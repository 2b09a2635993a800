use sea_orm::ConnectOptions;
use std::time::Duration;
use tracing::log::LevelFilter;

#[cfg(feature = "config")]
use core_config::{ConfigError, Environment, FromEnv, env_or_default, env_parse, env_required};

/// How the pool negotiates TLS with the server.
///
/// Certificate verification is a separate decision from requiring TLS: only
/// [`TlsMode::Unverified`] accepts a server certificate that does not verify.
#[derive(Clone, Copy, Debug, PartialEq, Eq)]
pub enum TlsMode {
    /// Leave the URL untouched (any `sslmode` it carries applies)
    FromUrl,
    /// Plain TCP
    Disabled,
    /// TLS required, certificate and host name verified
    Verified,
    /// TLS required, certificate not verified
    Unverified,
}

impl TlsMode {
    /// Resolve the mode from the two configuration flags
    pub fn resolve(ssl: bool, accept_invalid_certs: bool) -> Self {
        match (ssl, accept_invalid_certs) {
            (false, _) => TlsMode::Disabled,
            (true, false) => TlsMode::Verified,
            (true, true) => TlsMode::Unverified,
        }
    }

    /// The libpq `sslmode` value for this mode
    pub fn sslmode(&self) -> Option<&'static str> {
        match self {
            TlsMode::FromUrl => None,
            TlsMode::Disabled => Some("disable"),
            TlsMode::Verified => Some("verify-full"),
            TlsMode::Unverified => Some("require"),
        }
    }
}

/// PostgreSQL connection pool configuration
///
/// Construct it manually with [`PostgresConfig::new`] or
/// [`PostgresConfig::from_parts`], or load it from the environment with the
/// `config` feature.
///
/// # Example
///
/// ```ignore
/// use database::postgres::{PostgresConfig, TlsMode};
///
/// let config = PostgresConfig::from_parts("localhost", 5432, "shop", "secret", "shop")
///     .with_tls(TlsMode::Disabled);
/// let options = config.into_connect_options();
/// ```
#[derive(Clone, Debug)]
pub struct PostgresConfig {
    /// Database connection URL
    pub url: String,

    /// TLS negotiation applied on top of the URL
    pub tls: TlsMode,

    /// Maximum number of connections in the pool
    pub max_connections: u32,

    /// Minimum number of idle connections kept open
    pub min_connections: u32,

    /// Connection timeout in seconds
    pub connect_timeout_secs: u64,

    /// Connection acquire timeout in seconds
    pub acquire_timeout_secs: u64,

    /// Connection idle timeout in seconds
    pub idle_timeout_secs: u64,

    /// Connection max lifetime in seconds
    pub max_lifetime_secs: u64,

    /// Enable SQL statement logging
    pub sqlx_logging: bool,

    /// SQL logging level
    pub sqlx_logging_level: LevelFilter,
}

impl PostgresConfig {
    /// Create a config for a connection URL with default pool settings
    pub fn new(url: impl Into<String>) -> Self {
        Self {
            url: url.into(),
            ..Self::default()
        }
    }

    /// Build the URL from discrete connection parameters.
    ///
    /// User and password are percent-encoded so reserved characters survive.
    pub fn from_parts(host: &str, port: u16, user: &str, password: &str, database: &str) -> Self {
        Self::new(format!(
            "postgres://{}:{}@{}:{}/{}",
            urlencoding::encode(user),
            urlencoding::encode(password),
            host,
            port,
            database
        ))
    }

    pub fn with_tls(mut self, tls: TlsMode) -> Self {
        self.tls = tls;
        self
    }

    pub fn with_pool_size(mut self, max_connections: u32, min_connections: u32) -> Self {
        self.max_connections = max_connections;
        self.min_connections = min_connections;
        self
    }

    /// The URL handed to the driver, with `sslmode` set from [`TlsMode`].
    ///
    /// Any `sslmode` already present in the URL is replaced.
    pub fn connection_url(&self) -> String {
        let Some(mode) = self.tls.sslmode() else {
            return self.url.clone();
        };

        let sslmode = format!("sslmode={}", mode);
        let (base, query) = match self.url.split_once('?') {
            Some((base, query)) => (base, query),
            None => (self.url.as_str(), ""),
        };

        let mut params: Vec<&str> = query
            .split('&')
            .filter(|param| !param.is_empty() && !param.starts_with("sslmode="))
            .collect();
        params.push(&sslmode);

        format!("{}?{}", base, params.join("&"))
    }

    /// Convert this config into SeaORM ConnectOptions
    pub fn into_connect_options(self) -> ConnectOptions {
        let mut opt = ConnectOptions::new(self.connection_url());
        opt.max_connections(self.max_connections)
            .min_connections(self.min_connections)
            .connect_timeout(Duration::from_secs(self.connect_timeout_secs))
            .acquire_timeout(Duration::from_secs(self.acquire_timeout_secs))
            .idle_timeout(Duration::from_secs(self.idle_timeout_secs))
            .max_lifetime(Duration::from_secs(self.max_lifetime_secs))
            .sqlx_logging(self.sqlx_logging)
            .sqlx_logging_level(self.sqlx_logging_level);
        opt
    }

    /// Get a reference to the configured URL
    pub fn url(&self) -> &str {
        &self.url
    }
}

impl Default for PostgresConfig {
    fn default() -> Self {
        Self {
            url: String::new(),
            tls: TlsMode::FromUrl,
            max_connections: 10,
            min_connections: 0,
            connect_timeout_secs: 30,
            acquire_timeout_secs: 30,
            idle_timeout_secs: 600,
            max_lifetime_secs: 1800,
            sqlx_logging: true,
            sqlx_logging_level: LevelFilter::Debug,
        }
    }
}

/// Load PostgresConfig from environment variables
///
/// Connection target:
/// - production (`APP_ENV=production`): `DATABASE_URL` (required)
/// - development: `PGHOST` (localhost), `PGPORT` (5432), `PGUSER` (postgres),
///   `PGPASSWORD` (empty), `PGDATABASE` (postgres)
///
/// TLS:
/// - `DB_SSL` (default: true in production, false in development)
/// - `DB_ACCEPT_INVALID_CERTS` (default: false) - skip server certificate
///   verification when TLS is on
///
/// Pool:
/// - `DB_MAX_CONNECTIONS` (10), `DB_MIN_CONNECTIONS` (0)
/// - `DB_CONNECT_TIMEOUT_SECS` (30), `DB_ACQUIRE_TIMEOUT_SECS` (30)
/// - `DB_IDLE_TIMEOUT_SECS` (600), `DB_MAX_LIFETIME_SECS` (1800)
/// - `DB_SQLX_LOGGING` (true)
#[cfg(feature = "config")]
impl FromEnv for PostgresConfig {
    fn from_env() -> Result<Self, ConfigError> {
        let environment = Environment::from_env();

        let base = if environment.is_production() {
            Self::new(env_required("DATABASE_URL")?)
        } else {
            Self::from_parts(
                &env_or_default("PGHOST", "localhost"),
                env_parse("PGPORT", "5432")?,
                &env_or_default("PGUSER", "postgres"),
                &env_or_default("PGPASSWORD", ""),
                &env_or_default("PGDATABASE", "postgres"),
            )
        };

        let ssl_default = if environment.is_production() { "true" } else { "false" };
        let ssl = env_parse("DB_SSL", ssl_default)?;
        let accept_invalid_certs = env_parse("DB_ACCEPT_INVALID_CERTS", "false")?;

        let defaults = Self::default();
        Ok(Self {
            tls: TlsMode::resolve(ssl, accept_invalid_certs),
            max_connections: env_parse(
                "DB_MAX_CONNECTIONS",
                &defaults.max_connections.to_string(),
            )?,
            min_connections: env_parse(
                "DB_MIN_CONNECTIONS",
                &defaults.min_connections.to_string(),
            )?,
            connect_timeout_secs: env_parse(
                "DB_CONNECT_TIMEOUT_SECS",
                &defaults.connect_timeout_secs.to_string(),
            )?,
            acquire_timeout_secs: env_parse(
                "DB_ACQUIRE_TIMEOUT_SECS",
                &defaults.acquire_timeout_secs.to_string(),
            )?,
            idle_timeout_secs: env_parse(
                "DB_IDLE_TIMEOUT_SECS",
                &defaults.idle_timeout_secs.to_string(),
            )?,
            max_lifetime_secs: env_parse(
                "DB_MAX_LIFETIME_SECS",
                &defaults.max_lifetime_secs.to_string(),
            )?,
            sqlx_logging: env_parse("DB_SQLX_LOGGING", "true")?,
            ..base
        })
    }
}
//! Products API routes

use axum::Router;
use domain_products::{handlers, PgProductRepository, ProductService};

use crate::state::AppState;

/// Create products router
pub fn router(state: &AppState) -> Router {
    let repository = PgProductRepository::new(state.db.clone());
    let service = ProductService::new(repository);
    handlers::router(service)
}
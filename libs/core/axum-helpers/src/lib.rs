//! # Axum Helpers
//!
//! Shared building blocks for the HTTP services in this workspace.
//!
//! - **[`server`]**: router assembly with API docs, health endpoints, graceful shutdown
//! - **[`http`]**: CORS and security header middleware
//! - **[`errors`]**: [`AppError`] and the JSON error body every failure renders to
//! - **[`extractors`]**: integer id path and JSON body extractors with JSON rejections
//!
//! ```ignore
//! use axum_helpers::server::{create_production_app, create_router_with_docs, health_router};
//!
//! let router = create_router_with_docs(api_routes, ApiDoc::openapi())?;
//! let app = router.merge(health_router(app_info!()));
//! create_production_app(app, &config.server, Duration::from_secs(30), async {}).await?;
//! ```

pub mod errors;
pub mod extractors;
pub mod http;
pub mod server;

pub use errors::{AppError, ErrorCode, ErrorResponse};
pub use extractors::{AppJson, IdPath};
pub use http::{create_cors_layer, security_headers};
pub use server::{
    HealthCheckFuture, HealthResponse, ShutdownCoordinator, build_router, create_production_app,
    create_router_with_docs, health_router, run_health_checks, shutdown_signal,
};
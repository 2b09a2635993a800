use axum::response::{IntoResponse, Response};
use axum_helpers::AppError;
use sea_orm::DbErr;
use thiserror::Error;

#[derive(Debug, Error)]
pub enum ProductError {
    #[error("Product {0} not found")]
    NotFound(i32),

    #[error("No products in category '{0}'")]
    CategoryNotFound(String),

    #[error("No products match '{0}'")]
    NoMatches(String),

    #[error("No products found")]
    Empty,

    #[error("Database connection error: {0}")]
    Connection(String),

    #[error("Database query error: {0}")]
    Query(String),
}

impl ProductError {
    /// Whether retrying the same call later may succeed.
    pub fn is_transient(&self) -> bool {
        matches!(self, ProductError::Connection(_))
    }
}

pub type ProductResult<T> = Result<T, ProductError>;

impl From<DbErr> for ProductError {
    fn from(err: DbErr) -> Self {
        match err {
            DbErr::Conn(_) | DbErr::ConnectionAcquire(_) => ProductError::Connection(err.to_string()),
            other => ProductError::Query(other.to_string()),
        }
    }
}

/// Convert ProductError to AppError for standardized error responses
impl From<ProductError> for AppError {
    fn from(err: ProductError) -> Self {
        match err {
            ProductError::NotFound(_)
            | ProductError::CategoryNotFound(_)
            | ProductError::NoMatches(_)
            | ProductError::Empty => AppError::NotFound(err.to_string()),
            ProductError::Connection(cause) => {
                tracing::error!(%cause, "product repository connection failure");
                AppError::InternalServerError("Product catalog is unavailable".to_string())
            }
            ProductError::Query(cause) => {
                tracing::error!(%cause, "product repository query failure");
                AppError::InternalServerError("Product query failed".to_string())
            }
        }
    }
}

impl IntoResponse for ProductError {
    fn into_response(self) -> Response {
        let app_error: AppError = self.into();
        app_error.into_response()
    }
}
//! OpenAPI documentation configuration

use core_config::server::ServerConfig;
use utoipa::openapi::security::{ApiKey, ApiKeyValue, HttpAuthScheme, HttpBuilder, SecurityScheme};
use utoipa::openapi::server::ServerBuilder;
use utoipa::{Modify, OpenApi};

/// Combined OpenAPI documentation for the Shop API
#[derive(OpenApi)]
#[openapi(
    info(
        title = "E-Commerce API",
        version = "1.0.0",
        description = "Basic e-commerce API with axum and postgres"
    ),
    nest(
        (path = "/api/products", api = domain_products::ApiDoc)
    ),
    modifiers(&SecurityAddon),
    tags(
        (name = "Shop", description = "Product catalog endpoints"),
        (name = "Auth", description = "Authentication endpoints"),
        (name = "Account", description = "Customer account endpoints"),
        (name = "Checkout", description = "Checkout endpoints")
    )
)]
pub struct ApiDoc;

/// Declares the JWT schemes clients may send. Nothing enforces them yet.
struct SecurityAddon;

impl Modify for SecurityAddon {
    fn modify(&self, openapi: &mut utoipa::openapi::OpenApi) {
        let components = openapi.components.get_or_insert_with(Default::default);
        components.add_security_scheme(
            "bearerJWT",
            SecurityScheme::Http(
                HttpBuilder::new()
                    .scheme(HttpAuthScheme::Bearer)
                    .bearer_format("JWT")
                    .build(),
            ),
        );
        components.add_security_scheme(
            "cookieJWT",
            SecurityScheme::ApiKey(ApiKey::Cookie(ApiKeyValue::new("access_token"))),
        );
    }
}

/// The document served at `/swagger.json`, with the local server entry for `server`.
pub fn openapi(server: &ServerConfig) -> utoipa::openapi::OpenApi {
    let mut doc = ApiDoc::openapi();
    doc.servers.get_or_insert_with(Vec::new).push(
        ServerBuilder::new()
            .url(server.local_url())
            .description(Some("Development Server"))
            .build(),
    );
    doc
}

#[cfg(test)]
mod tests {
    use super::*;

    #[test]
    fn test_document_metadata() {
        let doc = openapi(&ServerConfig::new("0.0.0.0", 4000));

        assert_eq!(doc.info.title, "E-Commerce API");
        assert_eq!(doc.info.version, "1.0.0");

        let servers = doc.servers.unwrap();
        assert_eq!(servers[0].url, "http://localhost:4000");
        assert_eq!(servers[0].description.as_deref(), Some("Development Server"));
    }

    #[test]
    fn test_product_paths_are_nested() {
        let doc = ApiDoc::openapi();

        assert!(doc.paths.paths.contains_key("/api/products/{id}"));
        assert!(doc.paths.paths.contains_key("/api/products/{id}/quantity"));
        assert!(doc.paths.paths.contains_key("/api/products/search"));
    }

    #[test]
    fn test_security_schemes_are_declared() {
        let doc = ApiDoc::openapi();
        let components = doc.components.unwrap();

        assert!(components.security_schemes.contains_key("bearerJWT"));
        assert!(components.security_schemes.contains_key("cookieJWT"));
    }
}
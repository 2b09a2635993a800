//! Shop API - REST server for the product catalog

use axum_helpers::server::{close_postgres, create_production_app, health_router};
use core_config::tracing::{init_tracing, install_color_eyre};
use std::time::Duration;
use tracing::info;

mod api;
mod config;
mod openapi;
mod state;

use config::Config;
use state::AppState;

#[tokio::main]
async fn main() -> eyre::Result<()> {
    install_color_eyre();

    let config = Config::from_env()?;
    init_tracing(&config.environment);

    info!(
        environment = ?config.environment,
        tls = ?config.database.tls,
        "Connecting to PostgreSQL"
    );
    let db = database::postgres::connect_from_config(config.database.clone()).await?;

    let state = AppState {
        config: config.clone(),
        db,
    };

    let api_routes = api::routes(&state);
    let router = axum_helpers::create_router_with_docs(api_routes, openapi::openapi(&config.server))?;
    let app = router
        .merge(health_router(config.app.clone()))
        .merge(api::health::router(state.clone()));

    info!(
        "Starting {} v{} on port {} (docs at {}/api-docs)",
        config.app.name,
        config.app.version,
        config.server.port,
        config.server.local_url()
    );

    let db = state.db.clone();
    create_production_app(app, &config.server, Duration::from_secs(30), async move {
        info!("Shutting down: closing PostgreSQL pool");
        close_postgres(db, "shop").await;
    })
    .await
    .map_err(|e| eyre::eyre!("Server error: {}", e))?;

    info!("Shop API shutdown complete");
    Ok(())
}
//! Type-safe error codes for API responses.
//!
//! Each code has a client-facing string (`NOT_FOUND`), an integer for logs and
//! monitoring (`1004`) and a default message.
//!
//! ```rust
//! use axum_helpers::errors::ErrorCode;
//!
//! let code = ErrorCode::NotFound;
//! assert_eq!(code.as_str(), "NOT_FOUND");
//! assert_eq!(code.code(), 1004);
//! assert_eq!(code.default_message(), "Resource not found");
//! ```

use serde::{Deserialize, Serialize};
use utoipa::ToSchema;

#[derive(Debug, Clone, Copy, PartialEq, Eq, Hash, Serialize, Deserialize, ToSchema)]
#[serde(rename_all = "SCREAMING_SNAKE_CASE")]
pub enum ErrorCode {
    // Client errors (1000-1999)
    /// Request could not be understood
    BadRequest,

    /// Path id is not a valid integer
    InvalidId,

    /// JSON extraction from request body failed
    JsonExtraction,

    /// Requested resource was not found
    NotFound,

    // Server errors (1000s)
    /// An unexpected internal server error occurred
    InternalError,
}

impl ErrorCode {
    /// String identifier for clients
    pub fn as_str(&self) -> &'static str {
        match self {
            Self::BadRequest => "BAD_REQUEST",
            Self::InvalidId => "INVALID_ID",
            Self::JsonExtraction => "JSON_EXTRACTION",
            Self::NotFound => "NOT_FOUND",
            Self::InternalError => "INTERNAL_ERROR",
        }
    }

    /// Integer code for logging and monitoring
    pub fn code(&self) -> i32 {
        match self {
            Self::BadRequest => 1001,
            Self::InvalidId => 1002,
            Self::JsonExtraction => 1003,
            Self::NotFound => 1004,
            Self::InternalError => 1005,
        }
    }

    /// Default user-facing message
    pub fn default_message(&self) -> &'static str {
        match self {
            Self::BadRequest => "Bad request",
            Self::InvalidId => "Invalid id",
            Self::JsonExtraction => "Failed to parse request body",
            Self::NotFound => "Resource not found",
            Self::InternalError => "An internal server error occurred",
        }
    }
}

impl std::fmt::Display for ErrorCode {
    fn fmt(&self, f: &mut std::fmt::Formatter<'_>) -> std::fmt::Result {
        write!(f, "{}", self.as_str())
    }
}

#[cfg(test)]
mod tests {
    use super::*;

    #[test]
    fn test_error_code_string_representation() {
        assert_eq!(ErrorCode::InvalidId.as_str(), "INVALID_ID");
        assert_eq!(ErrorCode::NotFound.as_str(), "NOT_FOUND");
        assert_eq!(ErrorCode::InternalError.to_string(), "INTERNAL_ERROR");
    }

    #[test]
    fn test_error_code_integer_codes() {
        assert_eq!(ErrorCode::NotFound.code(), 1004);
        assert_eq!(ErrorCode::InternalError.code(), 1005);
    }

    #[test]
    fn test_error_code_serde_matches_as_str() {
        let json = serde_json::to_string(&ErrorCode::JsonExtraction).unwrap();
        assert_eq!(json, format!("\"{}\"", ErrorCode::JsonExtraction.as_str()));

        let code: ErrorCode = serde_json::from_str("\"BAD_REQUEST\"").unwrap();
        assert_eq!(code, ErrorCode::BadRequest);
    }
}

● **Exercise objective**:
Looking through the records, copy out every line in which the word "number" is found.

● **Result for this exercise**:
    /// Maximum number of connections in the pool
    /// Minimum number of idle connections kept open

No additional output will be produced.